He estado observando los mercados de cerca esta semana, y me están dando recuerdos muy fuertes de abril de 2024. Ya sabes, ese mes en el que todo simplemente cambió. El índice del dólar cayó de 104 a 98, y honestamente, parecía el comienzo de algo más grande: un cambio real en la dominancia del dólar a nivel global.



Lo que es increíble es que podríamos estar viendo la misma situación otra vez ahora mismo. El año pasado, ocurrieron tres cosas simultáneamente que simplemente aplastaron al dólar. Primero, las amenazas de tarifas de Trump inicialmente provocaron pánico en los mercados emergentes, pero luego todos se dieron cuenta de que las tarifas eran básicamente solo una táctica de negociación. El capital que había estado entrando a Estados Unidos bajo Biden de repente cambió de rumbo. La euro lideró la salida, y todo lo demás siguió.

Luego estuvo el drama de la Reserva Federal. Trump atacó a Powell a mediados de abril, amenazando con reemplazarlo, y el mercado empezó a descontar recortes de tasas masivos. Los swaps SOFR a un año cayeron casi 20 puntos básicos en un solo mes. Una vez que la gente pensó que la Fed ya no era independiente, vender el dólar se convirtió en la operación obvia.

Pero lo que realmente importó fue que los bancos centrales empezaron a acumular oro como locos. El oro rompió los 3,000 dólares por primera vez, y seguía subiendo. Básicamente estaban diciendo: ya no queremos reservas solo en dólares.

Avanzando hasta ahora, y el patrón se parece sorprendentemente. El petróleo todavía se mantiene por encima de 95 dólares, pero a nadie le importa si Irán y Estados Unidos llegan a un acuerdo o no. La euro y el dólar australiano vuelven a niveles prepandemia. El RMB alcanzó nuevos máximos. Cada vez que salen titulares negativos, el rebote del dólar se vuelve más débil. Es como si el mercado ya hubiera decidido que la desdolarización está en marcha otra vez.

Lo que realmente indica es cómo reaccionan los mercados de acciones. Las acciones en EE. UU. recuperaron todas sus pérdidas, ChiNext subió por encima de 3,500. La apetencia por el riesgo vuelve a niveles prepandemia. El capital está rotando otra vez, y no vuelve a los dólares.

El asunto es que los altos precios del petróleo y el riesgo geopolítico suelen apoyar al dólar, ¿verdad? Pero ese apoyo claramente es temporal ahora. Si esta situación termina sin una victoria clara para nadie, espero que la tendencia de desdolarización se acelere otra vez.

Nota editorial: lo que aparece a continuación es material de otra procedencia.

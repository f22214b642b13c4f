use crate::stage::StageId;
use std::io;
use thiserror::Error;

#[derive(Error, Debug)]
pub enum StreamError {
    #[error("IO error: {0}")]
    Io(io::Error),

    #[error("JSON error: {0}")]
    Json(#[from] serde_json::Error),

    #[error("Unknown stage: {0}")]
    UnknownStage(String),

    #[error("Invalid option `{option}` for stage {stage}: {reason}")]
    InvalidOption {
        stage: StageId,
        option: String,
        reason: String,
    },

    #[error("Configuration error: {0}")]
    Config(String),

    #[error("Missing dependency for {capability}: {hint}")]
    MissingDependency {
        capability: &'static str,
        hint: &'static str,
    },

    #[error("Transform error in {stage} stage: {message}")]
    Transform { stage: StageId, message: String },

    #[error("Stage {0} is already closed")]
    AlreadyClosed(StageId),

    #[error("Operation succeeded but cleanup failed: {0}")]
    Cleanup(#[source] Box<StreamError>),
}

pub type Result<T> = std::result::Result<T, StreamError>;

/// Coarse classification of a [`StreamError`]
#[derive(Debug, Clone, Copy, PartialEq, Eq)]
pub enum ErrorKind {
    Configuration,
    MissingDependency,
    Transform,
    Cleanup,
    Io,
}

impl StreamError {
    pub fn kind(&self) -> ErrorKind {
        match self {
            Self::UnknownStage(_)
            | Self::InvalidOption { .. }
            | Self::Config(_)
            | Self::Json(_) => ErrorKind::Configuration,
            Self::MissingDependency { .. } => ErrorKind::MissingDependency,
            Self::Transform { .. } => ErrorKind::Transform,
            Self::Cleanup(_) => ErrorKind::Cleanup,
            Self::Io(_) | Self::AlreadyClosed(_) => ErrorKind::Io,
        }
    }

    /// The one close-time condition that is safe to ignore
    pub fn is_already_closed(&self) -> bool {
        matches!(self, Self::AlreadyClosed(_))
    }

    pub fn transform(stage: StageId, message: impl Into<String>) -> Self {
        Self::Transform {
            stage,
            message: message.into(),
        }
    }

    /// Wrap as a cleanup failure, unless it already is one
    pub fn into_cleanup(self) -> Self {
        match self {
            Self::Cleanup(_) => self,
            other => Self::Cleanup(Box::new(other)),
        }
    }

    fn io_kind(&self) -> io::ErrorKind {
        match self {
            Self::Io(err) => err.kind(),
            Self::Transform { .. } => io::ErrorKind::InvalidData,
            Self::MissingDependency { .. } => io::ErrorKind::Unsupported,
            Self::UnknownStage(_)
            | Self::InvalidOption { .. }
            | Self::Config(_)
            | Self::Json(_) => io::ErrorKind::InvalidInput,
            Self::AlreadyClosed(_) | Self::Cleanup(_) => io::ErrorKind::Other,
        }
    }
}

// Typed errors travel through `Read`/`Write` as the payload of an io::Error
// and are unwrapped again on the way out.
impl From<io::Error> for StreamError {
    fn from(err: io::Error) -> Self {
        let wraps_stream = err
            .get_ref()
            .map_or(false, |inner| inner.is::<StreamError>());
        if !wraps_stream {
            return Self::Io(err);
        }
        match err.into_inner().map(|inner| inner.downcast::<StreamError>()) {
            Some(Ok(stream)) => *stream,
            Some(Err(other)) => Self::Io(io::Error::new(io::ErrorKind::Other, other)),
            None => Self::Io(io::Error::from(io::ErrorKind::Other)),
        }
    }
}

impl From<StreamError> for io::Error {
    fn from(err: StreamError) -> Self {
        match err {
            StreamError::Io(inner) => inner,
            other => io::Error::new(other.io_kind(), other),
        }
    }
}
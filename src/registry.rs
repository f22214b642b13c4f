//! Process-wide table of stage factories.
//!
//! A [`Registry`] is assembled up front and never mutated once shared. The
//! global instance is either installed explicitly with [`Registry::install`]
//! or built from the built-in stages on first use.

use crate::error::{Result, StreamError};
use crate::stage::{
    BrotliStage, EncodeStage, GzipStage, Lz4Stage, StageFactory, StageId, ZipStage, ZstdStage,
};
use std::collections::HashMap;
use std::sync::{Arc, OnceLock};

static GLOBAL: OnceLock<Registry> = OnceLock::new();

#[derive(Clone, Default)]
pub struct Registry {
    factories: HashMap<StageId, Arc<dyn StageFactory>>,
    suffixes: HashMap<String, StageId>,
}

impl Registry {
    /// No stages at all
    pub fn empty() -> Self {
        Self::default()
    }

    /// gzip, zstd, lz4, brotli, zip and encode
    pub fn builtin() -> Self {
        let mut registry = Self::empty();
        registry
            .register(GzipStage)
            .register(ZstdStage)
            .register(Lz4Stage)
            .register(BrotliStage)
            .register(ZipStage)
            .register(EncodeStage);
        registry
    }

    /// Shared registry, built-ins unless something else was installed first
    pub fn global() -> &'static Registry {
        GLOBAL.get_or_init(Registry::builtin)
    }

    /// Make `registry` the global one. Fails once the global registry exists.
    pub fn install(registry: Registry) -> Result<()> {
        GLOBAL.set(registry).map_err(|_| {
            StreamError::Config("the global stage registry is already initialized".into())
        })
    }

    /// Add or replace a factory, claiming its file suffixes
    pub fn register<F: StageFactory + 'static>(&mut self, factory: F) -> &mut Self {
        let id = factory.id();
        for ext in factory.extensions() {
            self.suffixes.insert(ext.to_ascii_lowercase(), id.clone());
        }
        self.factories.insert(id, Arc::new(factory));
        self
    }

    pub fn with<F: StageFactory + 'static>(mut self, factory: F) -> Self {
        self.register(factory);
        self
    }

    /// Map an extra file suffix to a stage
    pub fn alias(&mut self, suffix: &str, id: StageId) -> &mut Self {
        self.suffixes
            .insert(suffix.trim_start_matches('.').to_ascii_lowercase(), id);
        self
    }

    pub fn factory(&self, id: &StageId) -> Result<&Arc<dyn StageFactory>> {
        self.factories
            .get(id)
            .ok_or_else(|| StreamError::UnknownStage(id.to_string()))
    }

    pub fn contains(&self, id: &StageId) -> bool {
        self.factories.contains_key(id)
    }

    /// Registered stage ids, sorted
    pub fn ids(&self) -> Vec<StageId> {
        let mut ids: Vec<StageId> = self.factories.keys().cloned().collect();
        ids.sort();
        ids
    }

    /// Suffixes claimed by `id`, sorted
    pub fn suffixes_for(&self, id: &StageId) -> Vec<&str> {
        let mut found: Vec<&str> = self
            .suffixes
            .iter()
            .filter(|(_, owner)| *owner == id)
            .map(|(suffix, _)| suffix.as_str())
            .collect();
        found.sort_unstable();
        found
    }

    pub fn stage_for_suffix(&self, suffix: &str) -> Option<&StageId> {
        self.suffixes.get(&suffix.to_ascii_lowercase())
    }

    /// Stages implied by a resource name, innermost (rightmost suffix) first.
    ///
    /// Suffixes are peeled right to left until one is not registered, or
    /// `max_depth` suffixes have been taken. Only the final path component is
    /// looked at, leading dots belong to the stem, and the stem itself is
    /// never peeled.
    pub fn infer(&self, name: &str, max_depth: Option<usize>) -> Vec<StageId> {
        let base = name
            .rsplit(|c: char| c == '/' || c == '\\')
            .next()
            .unwrap_or(name);
        let trimmed = base.trim_start_matches('.');
        let mut parts: Vec<&str> = trimmed.split('.').collect();
        let limit = max_depth.unwrap_or(usize::MAX);

        let mut stages = Vec::new();
        while parts.len() > 1 && stages.len() < limit {
            let Some(id) = parts.last().and_then(|suffix| self.stage_for_suffix(suffix)) else {
                break;
            };
            stages.push(id.clone());
            parts.pop();
        }
        stages
    }
}

impl std::fmt::Debug for Registry {
    fn fmt(&self, f: &mut std::fmt::Formatter<'_>) -> std::fmt::Result {
        f.debug_struct("Registry")
            .field("stages", &self.ids())
            .finish()
    }
}
#[cfg(feature = "zip")]
mod archives {
    use super::*;
    use tempfile::TempDir;
    use zip::write::FileOptions;
    use zip::{CompressionMethod, ZipWriter};

    const REPORT: &[u8] = b"region,total\nnorth,12\nsouth,7\n";

    /// A directory, the report, then a second file
    fn report_archive(dir: &TempDir) -> Result<std::path::PathBuf, Box<dyn Error>> {
        let path = dir.path().join("report.csv.zip");
        let mut zip = ZipWriter::new(File::create(&path)?);
        zip.add_directory("reports/", FileOptions::default())?;
        zip.start_file(
            "report.csv",
            FileOptions::default().compression_method(CompressionMethod::Deflated),
        )?;
        zip.write_all(REPORT)?;
        zip.start_file(
            "notes.txt",
            FileOptions::default().compression_method(CompressionMethod::Stored),
        )?;
        zip.write_all(b"second entry")?;
        zip.finish()?;
        Ok(path)
    }

    #[test]
    fn report_csv_zip_exposes_first_entry() -> Result<(), Box<dyn Error>> {
        let dir = tempdir()?;
        let path = report_archive(&dir)?;
        let builder = builder_in(dir.path());

        let resource = Resource::from(path.as_path());
        assert_eq!(builder.resolve(&resource)?, vec![StageId::ZIP]);
        assert_eq!(read_all(&builder, resource)?, REPORT);

        let named = builder.clone().option(StageId::ZIP, "entry", "notes.txt");
        assert_eq!(read_all(&named, Resource::from(path.as_path()))?, b"second entry");
        Ok(())
    }

    #[test]
    fn stream_input_matches_file_input() -> Result<(), Box<dyn Error>> {
        let dir = tempdir()?;
        let scratch = tempdir()?;
        let path = report_archive(&dir)?;
        let builder = builder_in(scratch.path()).explicit([StageId::ZIP]);

        let from_file = read_all(&builder, Resource::from(path.as_path()))?;
        let socket = Trickle {
            inner: File::open(&path)?,
            chunk: 7,
        };
        let from_stream = read_all(&builder, Resource::reader(socket))?;
        assert_eq!(from_file, from_stream);
        assert_eq!(entries(scratch.path()), 0);
        Ok(())
    }

    #[test]
    fn materialized_file_lives_for_the_scope_only() -> Result<(), Box<dyn Error>> {
        let dir = tempdir()?;
        let scratch = tempdir()?;
        let path = report_archive(&dir)?;
        let builder = builder_in(scratch.path()).explicit([StageId::ZIP]);

        let seen = builder.read(Resource::reader(File::open(&path)?), |input| {
            let temps: Vec<_> = input.temp_paths().iter().map(|p| p.to_path_buf()).collect();
            assert_eq!(temps.len(), 1);
            assert!(temps[0].exists());
            Ok(temps)
        })?;
        assert!(!seen[0].exists());
        assert_eq!(entries(scratch.path()), 0);

        // body failure: the body's error comes back and the file is still gone
        let err = builder
            .read(Resource::reader(File::open(&path)?), |_| -> streamstack::Result<()> {
                Err(StreamError::Config("caller gave up".into()))
            })
            .unwrap_err();
        assert!(err.to_string().contains("caller gave up"));
        assert_eq!(entries(scratch.path()), 0);
        Ok(())
    }

    #[test]
    fn garbage_archive_from_stream_cleans_up() -> Result<(), Box<dyn Error>> {
        let scratch = tempdir()?;
        let builder = builder_in(scratch.path()).explicit([StageId::ZIP]);
        let garbage = io::Cursor::new(b"PK but not really an archive".to_vec());

        let err = read_all(&builder, Resource::reader(garbage)).unwrap_err();
        assert_eq!(err.kind(), ErrorKind::Transform);
        assert_eq!(entries(scratch.path()), 0);
        Ok(())
    }

    #[test]
    fn double_close_deletes_once() -> Result<(), Box<dyn Error>> {
        let dir = tempdir()?;
        let scratch = tempdir()?;
        let path = report_archive(&dir)?;
        let builder = builder_in(scratch.path()).explicit([StageId::ZIP]);

        let mut chain = builder.reader(Resource::reader(File::open(&path)?))?;
        let temp = chain.temp_paths()[0].to_path_buf();
        let mut data = Vec::new();
        chain.read_to_end(&mut data)?;
        chain.close()?;
        assert!(!temp.exists());

        // a file reappearing at the old path is not ours to delete
        fs::write(&temp, b"unrelated")?;
        chain.close()?;
        drop(chain);
        assert!(temp.exists());
        assert_eq!(data, REPORT);
        Ok(())
    }

    #[test]
    fn dropped_chain_releases_temp_file() -> Result<(), Box<dyn Error>> {
        let dir = tempdir()?;
        let scratch = tempdir()?;
        let path = report_archive(&dir)?;
        let builder = builder_in(scratch.path()).explicit([StageId::ZIP]);

        let chain = builder.reader(Resource::reader(File::open(&path)?))?;
        assert_eq!(entries(scratch.path()), 1);
        drop(chain);
        assert_eq!(entries(scratch.path()), 0);
        Ok(())
    }

    #[test]
    fn archive_written_to_stream_is_spilled() -> Result<(), Box<dyn Error>> {
        let dir = tempdir()?;
        let scratch = tempdir()?;
        let target = dir.path().join("export.zip");
        let builder = builder_in(scratch.path())
            .explicit([StageId::ZIP])
            .option(StageId::ZIP, "entry", "export.csv");

        builder.write(Resource::writer(File::create(&target)?), |output| {
            assert_eq!(output.temp_paths().len(), 1);
            output.write_all(REPORT)?;
            Ok(())
        })?;
        assert_eq!(entries(scratch.path()), 0);

        let mut archive = zip::ZipArchive::new(File::open(&target)?)?;
        assert_eq!(archive.len(), 1);
        let mut entry = archive.by_index(0)?;
        assert_eq!(entry.name(), "export.csv");
        let mut data = Vec::new();
        entry.read_to_end(&mut data)?;
        assert_eq!(data, REPORT);
        Ok(())
    }

    #[test]
    fn gzipped_archive_round_trip() -> Result<(), Box<dyn Error>> {
        let dir = tempdir()?;
        let path = dir.path().join("dump.csv.zip.gz");
        let builder = builder_in(dir.path());

        write_all(&builder, path.as_path(), REPORT)?;
        assert_eq!(read_all(&builder, Resource::from(path.as_path()))?, REPORT);

        // the archive inside is named after the resource
        let unzipped = builder.clone().explicit([StageId::GZIP]);
        let archive_bytes = read_all(&unzipped, Resource::from(path.as_path()))?;
        let mut archive = zip::ZipArchive::new(io::Cursor::new(archive_bytes))?;
        assert_eq!(archive.by_index(0)?.name(), "dump.csv");
        Ok(())
    }

    #[test]
    fn copy_between_layouts() -> Result<(), Box<dyn Error>> {
        let dir = tempdir()?;
        let source = report_archive(&dir)?;
        let target = dir.path().join("report.csv.br");

        let copied = streamstack::copy(source.as_path(), target.as_path())?;
        assert_eq!(copied, REPORT.len() as u64);
        assert_eq!(read_all(&PipelineBuilder::new(), Resource::from(target.as_path()))?, REPORT);
        Ok(())
    }
}
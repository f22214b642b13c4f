use crate::error::Result;
use crate::stage::{
    DecodeLayer, Direction, Downstream, EncodeLayer, ReadStage, StageFactory, StageId,
    StageOptions, Upstream, WriteStage,
};
use std::io::{self, Write};

const BROTLI_BUFFER_SIZE: usize = 4096;
const BROTLI_LGWIN: u32 = 22;

/// gzip via `flate2`; concatenated members are read as one stream
#[derive(Debug, Clone, Copy, Default)]
pub struct GzipStage;

impl StageFactory for GzipStage {
    fn id(&self) -> StageId {
        StageId::GZIP
    }

    fn extensions(&self) -> &'static [&'static str] {
        &["gz", "gzip"]
    }

    fn validate(&self, _direction: Direction, options: &StageOptions) -> Result<()> {
        options.reject_unknown(&StageId::GZIP, &["level"])?;
        options.level(&StageId::GZIP, "level", 0..=9, 6)?;
        Ok(())
    }

    fn reader(&self, upstream: Upstream, _options: &StageOptions) -> Result<Box<dyn ReadStage>> {
        let decoder = flate2::read::MultiGzDecoder::new(upstream.into_stream()?);
        Ok(Box::new(DecodeLayer::new(
            StageId::GZIP,
            decoder,
            flate2::read::MultiGzDecoder::into_inner,
        )))
    }

    fn writer(
        &self,
        downstream: Downstream,
        options: &StageOptions,
    ) -> Result<Box<dyn WriteStage>> {
        let level = options.level(&StageId::GZIP, "level", 0..=9, 6)?;
        let encoder = flate2::write::GzEncoder::new(
            downstream.into_stream()?,
            flate2::Compression::new(level),
        );
        Ok(Box::new(EncodeLayer::new(
            StageId::GZIP,
            encoder,
            flate2::write::GzEncoder::finish,
        )))
    }
}

/// Zstandard frames via `zstd`
#[derive(Debug, Clone, Copy, Default)]
pub struct ZstdStage;

impl StageFactory for ZstdStage {
    fn id(&self) -> StageId {
        StageId::ZSTD
    }

    fn extensions(&self) -> &'static [&'static str] {
        &["zst", "zstd"]
    }

    fn validate(&self, _direction: Direction, options: &StageOptions) -> Result<()> {
        options.reject_unknown(&StageId::ZSTD, &["level"])?;
        options.level(&StageId::ZSTD, "level", 1..=22, 3)?;
        Ok(())
    }

    fn reader(&self, upstream: Upstream, _options: &StageOptions) -> Result<Box<dyn ReadStage>> {
        let decoder = zstd::stream::read::Decoder::new(upstream.into_stream()?)?;
        Ok(Box::new(DecodeLayer::new(StageId::ZSTD, decoder, |d| {
            d.finish().into_inner()
        })))
    }

    fn writer(
        &self,
        downstream: Downstream,
        options: &StageOptions,
    ) -> Result<Box<dyn WriteStage>> {
        let level = options.level(&StageId::ZSTD, "level", 1..=22, 3)?;
        let encoder = zstd::stream::write::Encoder::new(downstream.into_stream()?, level as i32)?;
        Ok(Box::new(EncodeLayer::new(StageId::ZSTD, encoder, |e| {
            e.finish()
        })))
    }
}

/// LZ4 frame format via `lz4_flex`
#[derive(Debug, Clone, Copy, Default)]
pub struct Lz4Stage;

impl StageFactory for Lz4Stage {
    fn id(&self) -> StageId {
        StageId::LZ4
    }

    fn extensions(&self) -> &'static [&'static str] {
        &["lz4"]
    }

    fn validate(&self, _direction: Direction, options: &StageOptions) -> Result<()> {
        options.reject_unknown(&StageId::LZ4, &[])
    }

    fn reader(&self, upstream: Upstream, _options: &StageOptions) -> Result<Box<dyn ReadStage>> {
        let decoder = lz4_flex::frame::FrameDecoder::new(upstream.into_stream()?);
        Ok(Box::new(DecodeLayer::new(
            StageId::LZ4,
            decoder,
            lz4_flex::frame::FrameDecoder::into_inner,
        )))
    }

    fn writer(
        &self,
        downstream: Downstream,
        _options: &StageOptions,
    ) -> Result<Box<dyn WriteStage>> {
        let encoder = lz4_flex::frame::FrameEncoder::new(downstream.into_stream()?);
        Ok(Box::new(EncodeLayer::new(StageId::LZ4, encoder, |e| {
            e.finish()
                .map_err(|err| io::Error::new(io::ErrorKind::Other, err))
        })))
    }
}

/// Brotli via `brotli`
#[derive(Debug, Clone, Copy, Default)]
pub struct BrotliStage;

impl StageFactory for BrotliStage {
    fn id(&self) -> StageId {
        StageId::BROTLI
    }

    fn extensions(&self) -> &'static [&'static str] {
        &["br"]
    }

    fn validate(&self, _direction: Direction, options: &StageOptions) -> Result<()> {
        options.reject_unknown(&StageId::BROTLI, &["quality"])?;
        options.level(&StageId::BROTLI, "quality", 0..=11, 4)?;
        Ok(())
    }

    fn reader(&self, upstream: Upstream, _options: &StageOptions) -> Result<Box<dyn ReadStage>> {
        let decoder = brotli::Decompressor::new(upstream.into_stream()?, BROTLI_BUFFER_SIZE);
        Ok(Box::new(DecodeLayer::new(
            StageId::BROTLI,
            decoder,
            brotli::Decompressor::into_inner,
        )))
    }

    fn writer(
        &self,
        downstream: Downstream,
        options: &StageOptions,
    ) -> Result<Box<dyn WriteStage>> {
        let quality = options.level(&StageId::BROTLI, "quality", 0..=11, 4)?;
        let encoder = brotli::CompressorWriter::new(
            downstream.into_stream()?,
            BROTLI_BUFFER_SIZE,
            quality,
            BROTLI_LGWIN,
        );
        // into_inner swallows errors from the final block, flush surfaces them first
        Ok(Box::new(EncodeLayer::new(StageId::BROTLI, encoder, |mut e| {
            e.flush()?;
            Ok(e.into_inner())
        })))
    }
}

Dicho esto, no esperes una caída en línea recta. Los datos económicos mejoraron a finales del año pasado y en realidad frenaron el impulso de desdolarización en la segunda mitad de 2025. Para que el dólar realmente se rompa, necesitaríamos más catalizadores negativos. Pero la situación definitivamente está ahí, y los primeros en posicionarse ya están haciendo movimientos.

Básicamente, lo que ocurrió en abril pasado está ocurriendo otra vez. Una vez que el shock inicial de la guerra desapareció, la gente empezó a pensar en qué sigue — un mundo donde el dólar no sea tan dominante. Y eso se está convirtiendo en la operación que todos están observando.